## Carnap on model structures and invariants

Abstract:

Rudolf Carnap’s thinking about mathematics in the 1920s is best characterized as an early form of structuralism. This is most explicit in his work on general axiomatics in the posthumously published manuscript Untersuchungen zur allgemeinen Axiomatik (Carnap 2000).
In spite of the recent increase in scholarly attention to Carnap’s philosophy of mathematics, surprisingly little has so far been said about the specific form of his structuralism.
How did he conceive of abstract structures? What role did the notion play in his logical reconstruction of mathematical theories?
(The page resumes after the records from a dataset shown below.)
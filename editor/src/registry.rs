//! Several editors on one page.
//!
//! Each editor instance gets an [`EditorId`]. Keyboard events go only to the
//! focused editor, so two layouts on the same page never both react to one
//! key press. Clock ticks reach every editor.

#[cfg(test)]
#[path = "registry_test.rs"]
mod registry_test;

use std::collections::BTreeMap;
use std::fmt;

use crate::config::{ConfigError, EditorConfig};
use crate::engine::{Action, EngineCore};
use crate::input::{Key, Modifiers};

/// Handle for one registered editor.
#[derive(Debug, Clone, Copy, PartialEq, Eq, Hash, PartialOrd, Ord)]
pub struct EditorId(u32);

impl fmt::Display for EditorId {
    fn fmt(&self, f: &mut fmt::Formatter<'_>) -> fmt::Result {
        write!(f, "editor-{}", self.0)
    }
}

/// Owns every live editor and tracks which one has keyboard focus.
#[derive(Default)]
pub struct EditorRegistry {
    editors: BTreeMap<EditorId, EngineCore>,
    next_id: u32,
    focused: Option<EditorId>,
}

impl EditorRegistry {
    #[must_use]
    pub fn new() -> Self {
        Self::default()
    }

    /// Build and register an editor from `config`.
    ///
    /// # Errors
    ///
    /// Returns [`ConfigError`] if `config` fails validation.
    pub fn create(&mut self, config: EditorConfig) -> Result<EditorId, ConfigError> {
        Ok(self.insert(EngineCore::new(config)?))
    }

    /// Register an existing editor.
    pub fn insert(&mut self, core: EngineCore) -> EditorId {
        self.next_id += 1;
        let id = EditorId(self.next_id);
        self.editors.insert(id, core);
        tracing::debug!(%id, "editor registered");
        id
    }

    /// Unregister an editor, dropping focus if it had it.
    pub fn remove(&mut self, id: EditorId) -> Option<EngineCore> {
        let core = self.editors.remove(&id)?;
        if self.focused == Some(id) {
            self.focused = None;
        }
        tracing::debug!(%id, "editor removed");
        Some(core)
    }

    #[must_use]
    pub fn get(&self, id: EditorId) -> Option<&EngineCore> {
        self.editors.get(&id)
    }

    pub fn get_mut(&mut self, id: EditorId) -> Option<&mut EngineCore> {
        self.editors.get_mut(&id)
    }

    #[must_use]
    pub fn len(&self) -> usize {
        self.editors.len()
    }

    #[must_use]
    pub fn is_empty(&self) -> bool {
        self.editors.is_empty()
    }

    /// Registered ids in creation order.
    pub fn ids(&self) -> impl Iterator<Item = EditorId> + '_ {
        self.editors.keys().copied()
    }

    // --- Focus ---

    /// Give keyboard focus to `id`. Returns false for an unknown id.
    pub fn focus(&mut self, id: EditorId) -> bool {
        if !self.editors.contains_key(&id) {
            return false;
        }
        self.focused = Some(id);
        true
    }

    pub fn blur(&mut self) {
        self.focused = None;
    }

    #[must_use]
    pub fn focused(&self) -> Option<EditorId> {
        self.focused
    }

    // --- Routing ---

    /// Deliver a key press to the focused editor, if any.
    pub fn on_key_down(&mut self, key: Key, modifiers: Modifiers) -> Option<(EditorId, Vec<Action>)> {
        let id = self.focused?;
        let core = self.editors.get_mut(&id)?;
        Some((id, core.on_key_down(key, modifiers)))
    }

    /// Advance every editor's clock. Only editors that produced actions are listed.
    pub fn tick(&mut self, now_ms: f64) -> Vec<(EditorId, Vec<Action>)> {
        self.editors
            .iter_mut()
            .map(|(id, core)| (*id, core.tick(now_ms)))
            .filter(|(_, actions)| !actions.is_empty())
            .collect()
    }
}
This talk will address these issues by exploring two distinct attempts to characterize the structural content of axiomatic theories present in Carnap’s work. The first is based on the method of abstraction, i.e. the construction of new and abstract objects by taking equivalence classes. In Untersuchungen, “model structures” are explicated by Carnap in a type-theoretic framework as the isomorphism classes of models of a particular theory. The informal idea underlying this approach is to specify structures as those entities gained by abstracting from all the non-structural properties of the objects considered. This way of defining structures via abstraction clearly echos a central structuralist motive in 19th- and early 20th-century mathematics, namely to identify objects up to isomorphism.
The second approach, also documented in Carnap’s work from the time, aims at a direct demarcation between structural and non-structural properties of mathematical objects.
The underlying principle here is not abstraction, however, but invariance under (structurepreserving) transformations. Structural properties are explicitly defined by Carnap as the “invariants under isomorphic transformations” (Carnap 2000, 74). Similar remarks on invariants can be found in his Logischer Aufbau (Carnap 1928) as well as in the logic manual Abriss der Logistik (Carnap 1929). This idea of invariance-based structures also has direct mathematical roots, in particular Felix Klein’s Erlangen program of classifying geometries algebraically in terms of their underlying invariants, i.e. in terms of properties that remain invariant under a certain group of transformations.
The talk will be devoted to a closer discussion of these two related structuralist ideas and their significance for Carnap’s philosophy of mathematics. Specifically, the aim here will be twofold: first, to retrace Carnap’s thinking on the methods of structure abstraction and invariance as documented in his work from the 1920s. This includes his early contributions to the philosophy of geometry, specifically his dissertation Der Raum (Carnap 1922), as well as his subsequent logical work on general axiomatics and mathematical invariants.
Second, to analyze how Carnap’s structuralist framework—in particular his formal notions of model structure and structural property—is applied by him in the logical reconstruction of mathematical theories. This concerns first and foremost his attempt to explicate several metatheoretic concepts in terms of this structuralist terminology in Carnap (2000) and in the unpublished second part of the Untersuchungen manuscript. By drawing on material from Carnap’s Nachlass, the talk will survey Carnap’s explication of different notions of completeness for axiomatic theories in terms of model structures, as well as his use of structural properties in the formulation of two important metatheorems.